Podcast Killed The Radio Star?


Antigamente para ganhar espaço nas ondas hertzianas, quem almejasse ter o seu próprio programa de rádio teria que:

1.    Ter formação em jornalismo radiofónico;
2.    Ter uma voz que lembrasse um qualquer anúncio da Colgate;
3.    Ter um certo savoir faire, aka conhecer a pessoa certa no lugar certo.

Em 2003, tudo isso mudou. Com o aparecimento da Radio Open Source — hoje o mais antigo e ainda ativo podcast — e, posteriormente, o desenvolvimento de sistemas como o iPod e o iTunes, o podcasting tornou-se numa nova atividade e tem vindo a crescer desde aí.

Fun facts:

Esta semana, em mais uma sessão das Tardes Wingman, a autora do podcast Marta On The Move revelava o segredo para quem quer começar o seu próprio canal: dois microfones e um tema com o qual nos identificamos... ah, e saber lidar com o ouvir a nossa própria voz!

Talvez pela simplicidade de criação, hoje já estamos a falar de cerca de 60 mil podcasts ativos no iTunes (2015). E se há oferta é porque há procura!

Mas nem todos os podcasts chegam ao estrelato e, claro está, ajuda sempre ter um nome já criado na praça.

Por cá, os comediantes são os que parecem reunir mais followers. Rui Unas, com o seu Maluco Beleza, Uma Nêspera no Cu, de Nuno Markl, Bruno Nogueira e Filipe Melo, ou o Rebenta a Bolha com César Mourão são apenas alguns exemplos disso mesmo e que prevalecem no top de podcasts do iTunes.

A nível internacional são os canais noticiosos que dominam esse mesmo ranking: BBC, CNET.com e CNN.

Mas que futuro para o podcast?

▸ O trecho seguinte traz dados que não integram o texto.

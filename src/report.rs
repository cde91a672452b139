//! Per-test delta coverage results and their output formats.

use std::fmt::Write;

use serde::Serialize;

use crate::aggregate::CoverageSnapshot;
use crate::error::{DeltaError, Result};

/// Printed instead of an empty listing when no test was discovered.
pub const NO_TESTS_FOUND: &str = "no tests found";

/// Coverage a single test owns exclusively.
#[derive(Debug, Clone, PartialEq, Eq)]
pub struct TestDelta {
    pub test: String,
    /// Statements covered by this test and no other.
    pub unique_statements: u64,
    /// Delta coverage in tenths of a percent, rounded half away from zero.
    pub delta_tenths: u64,
}

impl TestDelta {
    #[must_use]
    pub fn delta_percent(&self) -> f64 {
        self.delta_tenths as f64 / 10.0
    }
}

/// Delta coverage for every test of one run, sorted by test name.
#[derive(Debug, Clone, PartialEq, Eq)]
pub struct DeltaReport {
    pub total_statements: u64,
    pub tests: Vec<TestDelta>,
}

impl DeltaReport {
    /// Format using a specific formatter.
    #[must_use]
    pub fn format(&self, formatter: &dyn ReportFormatter) -> String {
        formatter.format(self)
    }

    /// Restrict the report to a single test.
    pub fn only(self, test: &str) -> Result<DeltaReport> {
        let tests: Vec<TestDelta> = self.tests.into_iter().filter(|t| t.test == test).collect();
        if tests.is_empty() {
            return Err(DeltaError::UnknownTest(test.to_string()));
        }
        Ok(DeltaReport {
            total_statements: self.total_statements,
            tests,
        })
    }
}

/// `100 * unique / total` in tenths of a percent, rounded half away from
/// zero using integer arithmetic only. Zero when `total` is zero.
#[must_use]
pub fn delta_tenths(unique: u64, total: u64) -> u64 {
    if total == 0 {
        return 0;
    }
    let (unique, total) = (u128::from(unique), u128::from(total));
    ((2000 * unique + total) / (2 * total)) as u64
}

/// Render tenths of a percent as `12.3`.
#[must_use]
pub fn format_tenths(tenths: u64) -> String {
    format!("{}.{}", tenths / 10, tenths % 10)
}

/// Build the report from a finalized snapshot. Every test with an entry in
/// `test_branches` is listed, including those owning nothing.
#[must_use]
pub fn build_report(snapshot: &CoverageSnapshot) -> DeltaReport {
    let tests = snapshot
        .test_branches
        .keys()
        .map(|test| {
            let unique_statements = snapshot.unique_statements(test);
            TestDelta {
                test: test.clone(),
                unique_statements,
                delta_tenths: delta_tenths(unique_statements, snapshot.total_statements),
            }
        })
        .collect();

    DeltaReport {
        total_statements: snapshot.total_statements,
        tests,
    }
}

/// Trait for formatting delta coverage reports.
pub trait ReportFormatter {
    /// Format the report to a string.
    fn format(&self, report: &DeltaReport) -> String;
}

/// One `<test> <delta>%` line per test.
pub struct TextFormatter;

impl ReportFormatter for TextFormatter {
    fn format(&self, report: &DeltaReport) -> String {
        if report.tests.is_empty() {
            return format!("{NO_TESTS_FOUND}\n");
        }

        let mut out = String::new();
        for t in &report.tests {
            writeln!(out, "{} {}%", t.test, format_tenths(t.delta_tenths)).unwrap();
        }
        out
    }
}

/// Machine-readable output.
pub struct JsonFormatter;

#[derive(Serialize)]
struct JsonReport<'a> {
    total_statements: u64,
    tests: Vec<JsonTest<'a>>,
}

#[derive(Serialize)]
struct JsonTest<'a> {
    test: &'a str,
    delta_percent: f64,
    unique_statements: u64,
}

impl ReportFormatter for JsonFormatter {
    fn format(&self, report: &DeltaReport) -> String {
        let json = JsonReport {
            total_statements: report.total_statements,
            tests: report
                .tests
                .iter()
                .map(|t| JsonTest {
                    test: &t.test,
                    delta_percent: t.delta_percent(),
                    unique_statements: t.unique_statements,
                })
                .collect(),
        };
        let mut out = serde_json::to_string_pretty(&json).unwrap();
        out.push('\n');
        out
    }
}

#[cfg(test)]
mod tests {
    use super::*;
    use crate::model::{BranchRecord, Profile};

    fn snapshot_of(profiles: &[(&str, Vec<(&str, u64, u64)>)]) -> CoverageSnapshot {
        let mut snapshot = CoverageSnapshot::new();
        for (test, records) in profiles {
            let profile = Profile {
                test_name: test.to_string(),
                records: records
                    .iter()
                    .map(|&(id, statements, visits)| BranchRecord {
                        id: id.to_string(),
                        statements,
                        visits,
                    })
                    .collect(),
                ..Default::default()
            };
            snapshot.fold_profile(&profile).unwrap();
        }
        snapshot.finalize();
        snapshot
    }

    #[test]
    fn test_delta_tenths_rounding() {
        assert_eq!(delta_tenths(1, 2), 500);
        assert_eq!(delta_tenths(1, 3), 333);
        assert_eq!(delta_tenths(2, 3), 667);
        // 1/16 = 6.25% -> 6.3%, half away from zero
        assert_eq!(delta_tenths(1, 16), 63);
        // 1/80 = 1.25% -> 1.3%
        assert_eq!(delta_tenths(1, 80), 13);
        assert_eq!(delta_tenths(0, 7), 0);
        assert_eq!(delta_tenths(7, 7), 1000);
        assert_eq!(delta_tenths(3, 0), 0);
    }

    #[test]
    fn test_format_tenths() {
        assert_eq!(format_tenths(0), "0.0");
        assert_eq!(format_tenths(5), "0.5");
        assert_eq!(format_tenths(500), "50.0");
        assert_eq!(format_tenths(1000), "100.0");
    }

    #[test]
    fn test_three_tests_one_owns_else_branch() {
        let snapshot = snapshot_of(&[
            ("TestSumOnePlusOne", vec![("if", 1, 1), ("else", 1, 0)]),
            ("TestSumTwoPlusTwo", vec![("if", 1, 1), ("else", 1, 0)]),
            ("TestSubstract", vec![("if", 1, 0), ("else", 1, 1)]),
        ]);

        let out = build_report(&snapshot).format(&TextFormatter);
        assert_eq!(
            out,
            "TestSubstract 50.0%\nTestSumOnePlusOne 0.0%\nTestSumTwoPlusTwo 0.0%\n"
        );
    }

    #[test]
    fn test_empty_report_prints_sentinel() {
        let report = build_report(&CoverageSnapshot::new());
        assert_eq!(report.format(&TextFormatter), "no tests found\n");
    }

    #[test]
    fn test_sorted_by_name_not_fold_order() {
        let snapshot = snapshot_of(&[("TestZ", vec![("a", 1, 1)]), ("TestA", vec![("a", 1, 0)])]);
        let report = build_report(&snapshot);
        let names: Vec<_> = report.tests.iter().map(|t| t.test.as_str()).collect();
        assert_eq!(names, vec!["TestA", "TestZ"]);
        assert_eq!(report.tests[1].delta_tenths, 1000);
    }

    #[test]
    fn test_only_single_test() {
        let snapshot = snapshot_of(&[
            ("TestA", vec![("a", 1, 1), ("b", 1, 0)]),
            ("TestB", vec![("a", 1, 0), ("b", 1, 1)]),
        ]);
        let report = build_report(&snapshot).only("TestB").unwrap();
        assert_eq!(report.format(&TextFormatter), "TestB 50.0%\n");
    }

    #[test]
    fn test_only_unknown_test() {
        let snapshot = snapshot_of(&[("TestA", vec![("a", 1, 1)])]);
        let err = build_report(&snapshot).only("TestMissing").unwrap_err();
        assert!(matches!(err, DeltaError::UnknownTest(name) if name == "TestMissing"));
    }

    #[test]
    fn test_json_format() {
        let snapshot = snapshot_of(&[("TestA", vec![("a", 1, 1), ("b", 3, 0)])]);
        let out = build_report(&snapshot).format(&JsonFormatter);

        let value: serde_json::Value = serde_json::from_str(&out).unwrap();
        assert_eq!(value["total_statements"], 4);
        assert_eq!(value["tests"][0]["test"], "TestA");
        assert_eq!(value["tests"][0]["delta_percent"], 25.0);
        assert_eq!(value["tests"][0]["unique_statements"], 1);
    }
}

A liberdade e a autonomia que o formato oferece leva a crer que veio para ficar. Mas se o sucesso é apenas momentâneo, essa ainda é a grande dúvida.

Por agora, as rádios aprenderam a lidar com ele, numa espécie de “se não podes vencê-los, junta-te a eles”. Aplicações como o Spotify introduziram o seu leque de ofertas e o iTunes continua a ser a plataforma de excelência para ouvir.

Com o desenvolvimento dos smartphones, da internet cada vez mais rápida e dos novos sistemas de conetividade dos automóveis, talvez seja seguro dizer que ainda vamos ouvir falar muito de e através de podcast.